I knew that Mendelssohn revised his original draft after hearing criticisms of the piano writing from his composer friend Ferdinand Hiller. But in fact the original draft was different in a great many respects, not just that of the piano writing. I spent an interesting morning comparing the two versions. In almost every case it seemed to me that Mendelssohn’s later ideas were better and more subtle, though in the first draft there were several passages where he had embarked on an intriguing harmonic drift, later abandoned.

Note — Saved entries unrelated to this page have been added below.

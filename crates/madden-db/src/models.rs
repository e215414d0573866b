//! Row mapping between SQLite rows and catalog records.
//!
//! Each model implements `from_row` for constructing itself from a
//! `rusqlite::Row` whose columns follow the matching `COLS` constant in
//! [`crate::queries`].

use chrono::{DateTime, Utc};
use madden_core::{
    AssociationId, ContentItem, ImageAssociation, ImageFile, ImageStatus, ItemId,
};
use rusqlite::types::Type;
use uuid::Uuid;

// ---------------------------------------------------------------------------
// helpers
// ---------------------------------------------------------------------------

/// Parse a UUID-based ID from a text column.
pub(crate) fn parse_id<T: From<Uuid>>(row: &rusqlite::Row, idx: usize) -> rusqlite::Result<T> {
    let s: String = row.get(idx)?;
    let uuid = Uuid::parse_str(&s)
        .map_err(|e| rusqlite::Error::FromSqlConversionFailure(idx, Type::Text, Box::new(e)))?;
    Ok(T::from(uuid))
}

/// Read an epoch-seconds column as a UTC instant.
pub(crate) fn parse_epoch(row: &rusqlite::Row, idx: usize) -> rusqlite::Result<DateTime<Utc>> {
    let secs: i64 = row.get(idx)?;
    DateTime::from_timestamp(secs, 0).ok_or(rusqlite::Error::IntegralValueOutOfRange(idx, secs))
}

/// Read an RFC 3339 text column.
pub(crate) fn parse_timestamp(row: &rusqlite::Row, idx: usize) -> rusqlite::Result<DateTime<Utc>> {
    let s: String = row.get(idx)?;
    DateTime::parse_from_rfc3339(&s)
        .map(|dt| dt.with_timezone(&Utc))
        .map_err(|e| rusqlite::Error::FromSqlConversionFailure(idx, Type::Text, Box::new(e)))
}

fn parse_status(row: &rusqlite::Row, idx: usize) -> rusqlite::Result<ImageStatus> {
    let s: String = row.get(idx)?;
    s.parse()
        .map_err(|e| rusqlite::Error::FromSqlConversionFailure(idx, Type::Text, Box::new(e)))
}

/// Current time in the stored text format.
pub(crate) fn now() -> String {
    Utc::now().to_rfc3339()
}

// ---------------------------------------------------------------------------
// ImageFile
// ---------------------------------------------------------------------------

/// Columns: id, filename, thumbnail.
pub(crate) fn image_file_from_row(row: &rusqlite::Row) -> rusqlite::Result<ImageFile> {
    image_file_at(row, 0)
}

fn image_file_at(row: &rusqlite::Row, start: usize) -> rusqlite::Result<ImageFile> {
    Ok(ImageFile {
        id: parse_id(row, start)?,
        filename: row.get(start + 1)?,
        thumbnail: row.get(start + 2)?,
    })
}

// ---------------------------------------------------------------------------
// Content items
// ---------------------------------------------------------------------------

/// Scalar columns of a content item, before its associations are attached.
#[derive(Debug, Clone)]
pub(crate) struct ItemRow {
    pub id: ItemId,
    pub begin_time: DateTime<Utc>,
    pub end_time: DateTime<Utc>,
    pub summary: String,
    pub details: String,
    pub is_historical: bool,
}

impl ItemRow {
    /// Columns: id, begin_time, end_time, summary, details, is_historical.
    pub fn from_row(row: &rusqlite::Row) -> rusqlite::Result<Self> {
        Ok(Self {
            id: parse_id(row, 0)?,
            begin_time: parse_epoch(row, 1)?,
            end_time: parse_epoch(row, 2)?,
            summary: row.get(3)?,
            details: row.get(4)?,
            is_historical: row.get(5)?,
        })
    }

    pub fn into_item(self, images: Vec<ImageAssociation>) -> ContentItem {
        ContentItem {
            id: self.id,
            begin_time: self.begin_time,
            end_time: self.end_time,
            summary: self.summary,
            details: self.details,
            is_historical: self.is_historical,
            images,
        }
    }
}

/// An association joined with its image file, tagged with the owning item.
#[derive(Debug, Clone)]
pub(crate) struct AssociationRow {
    pub item_id: ItemId,
    pub association: ImageAssociation,
}

impl AssociationRow {
    /// Columns: ii.id, ii.item_id, ii.status, f.id, f.filename, f.thumbnail.
    pub fn from_row(row: &rusqlite::Row) -> rusqlite::Result<Self> {
        let id: AssociationId = parse_id(row, 0)?;
        Ok(Self {
            item_id: parse_id(row, 1)?,
            association: ImageAssociation {
                id,
                status: parse_status(row, 2)?,
                image_file: image_file_at(row, 3)?,
            },
        })
    }
}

In particular, some of his ‘genius ideas’ from the later version, such as the unforgettable way he brings back the opening theme in the recapitulation of the first movement with a soaring violin descant above it – a descant which becomes the second theme of the slow movement – were not there at all in his first draft. Thank heavens he had second thoughts!

As Dr Reiser said, the first draft is notable partly because we tend to think of Mendelssohn as an unusually lucky person who just sat down in his elegant frock coat and let works of divine inspiration roll effortlessly from his pen. This early version of his famous D minor Trio proves that however easy or fluent the final result may look, there was (as usual) honest toil going on behind the scenes.

1 Comment

  1. peter

    You are quite correct, Susan, to criticize the commonplace view of Mendelssohn as writing music without any apparent effort. Indeed, this view can be refuted by actually listening to his music carefully: His String Octet is a work of extraordinary power, written when he was 17, but it did not just appear from nowhere. He wrote 12 string symphonies in his teens, and if you listen to these in the order they were written you can hear him developing as a composer, becoming more sophisticated, trying different voicings and effects, using themes with greater developmental potential, and undertaking more subtle articulations as the sequence progresses. The Octet is thus the culmination of an intense period of composing for string ensembles, of listening to the results, and of learning from the experience, undertaken over years.

    Believing that Mendelssohn composed as if he were taking dictation from some heavenly god of music is not only incorrect, but also devalues his own effort and contribution to the task of composition: once again, it was 99% perspiration!